Because the dimensionality $d_x$ of the latent variables is at least $5000$ times smaller than that of the parameters, the cost of the particle updates is $5000$ smaller than that of the $\theta$ updates (without subsampling) and, so, we are not forced to subsample the training set in the particle updates. Moreover, subsampling in parameter updates but not in particle updates is a common strategy in the literature (e.g., [[3](https://dl.acm.org/doi/abs/10.1145/1390156.1390290), Section 4.4]). Hence, we update the particles without any subsampling just as in standard PGA. Given the product-form structure in (1), these updates read 

\begin{align*}
X^{n,m}_{k+1}&=X^{n,m}_k + h\nabla_x \log p_{\theta_k}
(X^{n,m}_k, y^{m}) + \sqrt{2h} W^{n,m}_k \quad \forall m\in[M],\, n\in [N].\tag{3}
\end{align*}

In total, we run the updates (2,3) $K$ times.
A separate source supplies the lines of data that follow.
//! Experiment entity: one clustering run over a category.

use std::collections::BTreeSet;

use chrono::{DateTime, Utc};
use serde::{Deserialize, Serialize};
use uuid::Uuid;

use super::ClusterRef;

/// A persisted clustering experiment.
///
/// Exactly one non-deleted experiment may exist per category at a time; the
/// repository enforces this with a pre-check before creation, not a store
/// constraint.
#[derive(Debug, Clone, Serialize, Deserialize)]
pub struct Experiment {
    /// Store-assigned document id, injected after retrieval.
    #[serde(skip)]
    pub id: Uuid,
    /// Category this experiment covers.
    pub category: String,
    /// Clustering algorithm name (canonical, e.g. `kmeans`).
    pub cluster_method: String,
    /// Embedding representation name (e.g. `sent2vec_vec`).
    pub embedding_method: String,
    /// Embedding model name.
    pub embedding_model: String,
    /// Topics requested per cluster.
    pub topics_per_cluster: usize,
    /// Requested cluster count for the positive side.
    pub clusters_pos_count: usize,
    /// Requested cluster count for the negative side.
    pub clusters_con_count: usize,
    /// Extracted positive sentence count.
    pub pos_sentences: usize,
    /// Extracted negative sentence count.
    pub con_sentences: usize,
    /// Creation timestamp.
    pub created_at: DateTime<Utc>,
    /// Salient noun lemmas for the positive side.
    pub salient_terms_pos: BTreeSet<String>,
    /// Salient noun lemmas for the negative side.
    pub salient_terms_con: BTreeSet<String>,
    /// References to the positive clusters, in cluster_number order.
    pub clusters_pos: Vec<ClusterRef>,
    /// References to the negative clusters, in cluster_number order.
    pub clusters_con: Vec<ClusterRef>,
}

impl Experiment {
    /// Build a fresh experiment shell before clustering results exist.
    ///
    /// Salient terms and cluster references are filled in by the finalizing
    /// step of the pipeline.
    #[allow(clippy::too_many_arguments)]
    pub fn shell(
        category: impl Into<String>,
        cluster_method: impl Into<String>,
        embedding_method: impl Into<String>,
        embedding_model: impl Into<String>,
        topics_per_cluster: usize,
        clusters_pos_count: usize,
        clusters_con_count: usize,
        pos_sentences: usize,
        con_sentences: usize,
    ) -> Self {
        Self {
            id: Uuid::nil(),
            category: category.into(),
            cluster_method: cluster_method.into(),
            embedding_method: embedding_method.into(),
            embedding_model: embedding_model.into(),
            topics_per_cluster,
            clusters_pos_count,
            clusters_con_count,
            pos_sentences,
            con_sentences,
            created_at: Utc::now(),
            salient_terms_pos: BTreeSet::new(),
            salient_terms_con: BTreeSet::new(),
            clusters_pos: Vec::new(),
            clusters_con: Vec::new(),
        }
    }
}

#[cfg(test)]
mod tests {
    use super::*;

    #[test]
    fn test_shell_starts_empty() {
        let exp = Experiment::shell(
            "phones",
            "kmeans",
            "sent2vec_vec",
            "fasttext-cc",
            3,
            8,
            8,
            120,
            80,
        );

        assert_eq!(exp.category, "phones");
        assert!(exp.salient_terms_pos.is_empty());
        assert!(exp.clusters_con.is_empty());
        assert_eq!(exp.pos_sentences, 120);
    }

    #[test]
    fn test_serialization_roundtrip() {
        let mut exp = Experiment::shell(
            "phones",
            "kmeans",
            "sent2vec_dist",
            "fasttext-cc",
            2,
            4,
            4,
            10,
            5,
        );
        exp.salient_terms_pos.insert("battery".into());

        let json = serde_json::to_value(&exp).unwrap();
        assert!(json.get("id").is_none());

        let back: Experiment = serde_json::from_value(json).unwrap();
        assert_eq!(back.category, exp.category);
        assert!(back.salient_terms_pos.contains("battery"));
    }
}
## Implementation details and code

The code necessary to implement the above, and to reproduce the results below, can be found in the following two notebooks:

- [MNIST](https://github.com/ParticleEM/ParEM_neural_latent_variable_model/blob/master/notebooks/MNIST.ipynb). Here, we used $M=10000$, $d_x=10$, $N=10$, $M_{\mathcal{B}}=128$, $h=10^{-4}$, $\lambda=10^{-3}$, $\sigma^2=0.3^2$, and $K=2765$. 
- [CelebA](https://github.com/ParticleEM/ParEM_neural_latent_variable_model/blob/master/notebooks/CelebA.ipynb). Here, we used $M=40000$, $d_x=64$, $N=10$, $M_{\mathcal{B}}=128$, $h=10^{-4}$, $\lambda=2.5\times 10^{-4}$, $\sigma^2=0.3^2$, and $K=3756$.

## Image synthesis

To evaluate the learned decoder $f_\theta$, we examine the fidelity of images generated with it. For reasons related to the persistence of the chains used during training (cf. the discussion at the end of this cell), we do not generate images by sampling latent variables from the prior $p(dx)$ and mapping them through $f_\theta$. Instead, we fit a Gaussian distribution to the empirical distribution of the latent variables featuring in our final particle cloud:

$$\frac{1}{NM}\sum_{n=1}^N\sum_{m=1}^M\delta_{X^{n,m}_K}(dx)\approx\mathcal{N}(dx|\mu,\Sigma),$$

where $\mu,\Sigma$ denote the empirical mean and covariance of the latent variables in the cloud,

$$\mu:=\frac{1}{NM}\sum_{n=1}^N\sum_{m=1}^MX^{n,m}_K,\quad \Sigma:=\frac{1}{NM-1}\sum_{n=1}^N\sum_{m=1}^M(X_K^{n,m}-\mu)(X_K^{n,m}-\mu)^T.$$

We then synthesize images by drawing samples from $\cal{N}(\mu,\Sigma)$ and mapping them through $f_\theta$. Following this approach, we obtained the following images.

### MNIST
![MNIST](https://drive.google.com/uc?export=view&id=1fufmS4RAI0wLx4Lm2xwRbXJ49m3P6zLZ)

### CelebA

![CelebA](https://drive.google.com/uc?export=view&id=1q_ntTlTB8EekYEKiIQ5XooSGiZ4DY0gM)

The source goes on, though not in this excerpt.